The feelings of anger (on his part) and abandonment (on mine) have finally receded into a distant memory. The sense of competition between households (he with the most toys wins vs Ms Rules and Routines) have dissipated as the girls are now old enough to navigate back and forth: my house during the school week for regular balanced meals and so as not to be tempted by aforementioned toys; his place more on weekends and school breaks. 

We seem to have reached a comfortable détente. I took the girls to visit their older sister at college; he took care of our pets, sitting at my kitchen table, drinking a beer, picking ticks off the dog. Internet access in the house was achingly slow on the girls' wireless computers (nonexistent on my dinosaur Mac); so Ex the techno wizard came over, diagnosed the situation, and fixed it (no charge!). 

Conversely, when Ex explained some of his business woes, in this time of ever growing anxiety, I heard myself saying that I would cover more of the costs-that we could settle up accounts after the economy stabilized. That conversation wouldn't have been possible a year ago. 

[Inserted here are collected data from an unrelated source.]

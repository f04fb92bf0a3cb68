//! Polling for foreman_tasks records spawned by slow actions.
//!
//! Katello actions (publish, sync, remove) answer with a task record
//! instead of the changed entity. The caller polls the task on a fixed
//! interval until it reaches a terminal state or a deadline passes.

use crate::client::{Client, Scope};
use crate::error::{Error, Result};
use serde_json::Value;
use std::thread;
use std::time::{Duration, Instant};

/// A task is finished once it reaches one of these states.
const TERMINAL_STATES: [&str; 2] = ["stopped", "paused"];

/// Deadline and poll interval for [`wait_for_task`].
#[derive(Debug, Clone, Copy)]
pub struct TaskOptions {
    /// Give up after this much time.
    pub timeout: Duration,
    /// Sleep between status fetches.
    pub poll: Duration,
}

impl Default for TaskOptions {
    fn default() -> Self {
        Self {
            timeout: Duration::from_secs(60),
            poll: Duration::from_secs(4),
        }
    }
}

/// Whether a response body looks like a foreman_tasks record rather than
/// an entity.
#[must_use]
pub fn is_task(value: &Value) -> bool {
    value.get("id").is_some() && value.get("state").is_some() && value.get("started_at").is_some()
}

/// Poll a task until it reaches a terminal state, then verify it
/// succeeded. Returns the final task record.
pub fn wait_for_task(client: &dyn Client, task: Value, options: &TaskOptions) -> Result<Value> {
    let id = task_id(&task)?;
    let started = Instant::now();
    let mut task = task;
    loop {
        let state = task["state"].as_str().unwrap_or_default();
        if TERMINAL_STATES.contains(&state) {
            break;
        }
        if started.elapsed() >= options.timeout {
            return Err(Error::TaskTimeout {
                id,
                timeout: options.timeout,
            });
        }
        log::debug!("task {id} is {state}, checking again in {}s", options.poll.as_secs());
        thread::sleep(options.poll);
        task = client.show("foreman_tasks", &id, &Scope::new())?;
    }

    let result = task["result"].as_str().unwrap_or("unknown");
    if result == "success" {
        Ok(task)
    } else {
        Err(Error::TaskFailed {
            id,
            message: task_errors(&task),
        })
    }
}

fn task_id(task: &Value) -> Result<String> {
    match &task["id"] {
        Value::String(id) => Ok(id.clone()),
        Value::Number(id) => Ok(id.to_string()),
        _ => Err(Error::InvalidResponse(
            "task record carries no id".to_string(),
        )),
    }
}

fn task_errors(task: &Value) -> String {
    if let Some(errors) = task["humanized"]["errors"].as_array() {
        let joined = errors
            .iter()
            .filter_map(Value::as_str)
            .collect::<Vec<_>>()
            .join(", ");
        if !joined.is_empty() {
            return joined;
        }
    }
    task["result"].as_str().unwrap_or("unknown").to_string()
}
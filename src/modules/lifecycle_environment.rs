//! The `lifecycle-environment` command.
//!
//! Lifecycle environments live inside an organization and form a
//! promotion path: every environment names the one prior to it, with
//! the built-in Library at the root. The path is append-only, so
//! `label` and `prior` reject changes on an existing environment.

use anyhow::{Result, bail};
use apikit::{Scope, SearchQuery};
use reconcile::{Detail, EntityPlan, EntitySpec, Field, State};
use serde_json::{Map, Value};

use super::put;
use crate::Context;
use crate::cli::LifecycleEnvironmentArgs;
use crate::report;

fn plan() -> EntityPlan {
    let spec = EntitySpec::builder()
        .field("name", Field::string().required())
        .field("organization", Field::entity("organizations").required())
        .field("description", Field::string())
        .field("label", Field::string())
        .field(
            "prior",
            Field::entity("lifecycle_environments").scoped_by("organization"),
        )
        .build();
    EntityPlan::new("lifecycle_environments", spec).scoped_by("organization")
}

pub fn run(ctx: &Context, args: LifecycleEnvironmentArgs) -> Result<()> {
    let state: State = args.state.into();
    let engine = ctx.engine();
    let resolver = engine.resolver();

    let organization = resolver.require_one(
        "organizations",
        &SearchQuery::new().eq("name", &args.organization),
        &Scope::new(),
        Detail::Thin,
    )?;
    let scope = Scope::new().param("organization_id", organization["id"].clone());
    let detail = if state.wants_present() {
        Detail::Full
    } else {
        Detail::Thin
    };
    let current = resolver.find_by("lifecycle_environments", "name", &args.name, &scope, detail)?;

    if state.wants_present() {
        if let Some(current) = &current {
            check_immutable(&args, current)?;
        }
    }

    let mut params = Map::new();
    params.insert("name".to_string(), args.name.into());
    params.insert("organization".to_string(), organization);
    put(&mut params, "description", args.description);
    put(&mut params, "label", args.label);
    put(&mut params, "prior", args.prior);
    // new environments promote from Library unless told otherwise
    if current.is_none() && state.wants_present() && !params.contains_key("prior") {
        params.insert("prior".to_string(), "Library".into());
    }

    let report = engine.run_with_current(&plan(), params, state, current)?;
    log::info!("lifecycle environment: {}", report.outcome);
    report::emit(&report, ctx.diff);
    Ok(())
}

fn check_immutable(args: &LifecycleEnvironmentArgs, current: &Value) -> Result<()> {
    if let Some(label) = &args.label {
        let current_label = current["label"].as_str().unwrap_or_default();
        if current_label != label {
            bail!("label cannot be changed on an existing lifecycle environment");
        }
    }
    if let Some(prior) = &args.prior {
        let current_prior = current["prior"]["name"].as_str().unwrap_or_default();
        if current_prior != prior {
            bail!("prior cannot be changed on an existing lifecycle environment");
        }
    }
    Ok(())
}

#[cfg(test)]
mod tests {
    use super::*;
    use crate::cli::StateArg;
    use serde_json::json;

    fn args() -> LifecycleEnvironmentArgs {
        LifecycleEnvironmentArgs {
            name: "Dev".to_string(),
            organization: "ACME".to_string(),
            description: None,
            label: None,
            prior: None,
            state: StateArg::Present,
        }
    }

    #[test]
    fn test_plan_scopes_by_organization() {
        let plan = plan();
        assert_eq!(plan.resource(), "lifecycle_environments");
        assert_eq!(plan.spec().wire_name("prior"), "prior_id");
    }

    #[test]
    fn test_check_immutable_accepts_matching_values() {
        let mut args = args();
        args.label = Some("dev".to_string());
        args.prior = Some("Library".to_string());
        let current = json!({
            "id": 3,
            "label": "dev",
            "prior": {"id": 1, "name": "Library"},
        });
        assert!(check_immutable(&args, &current).is_ok());
    }

    #[test]
    fn test_check_immutable_rejects_label_change() {
        let mut args = args();
        args.label = Some("development".to_string());
        let current = json!({"id": 3, "label": "dev"});
        let err = check_immutable(&args, &current).unwrap_err();
        assert!(err.to_string().contains("label"));
    }

    #[test]
    fn test_check_immutable_rejects_prior_change() {
        let mut args = args();
        args.prior = Some("QA".to_string());
        let current = json!({
            "id": 3,
            "label": "dev",
            "prior": {"id": 1, "name": "Library"},
        });
        let err = check_immutable(&args, &current).unwrap_err();
        assert!(err.to_string().contains("prior"));
    }

    #[test]
    fn test_check_immutable_ignores_omitted_flags() {
        let current = json!({"id": 3, "label": "dev", "prior": {"name": "Library"}});
        assert!(check_immutable(&args(), &current).is_ok());
    }
}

Moving beyond simmering resentments is hard (breathe in, breathe out, let go for heaven's sakes), but makes life a whole lot nicer for everyone involved. Even Ex's Next, who had not spoken to me since that little unpleasantness regarding their nuptials, made an unprecedented move. A few weeks ago, she was coming down the driveway while I was picking my daughter up from her dad's house. Usually, she would just slink inside, averting her eyes. But this time, she walked over to say hello, as if nothing had happened.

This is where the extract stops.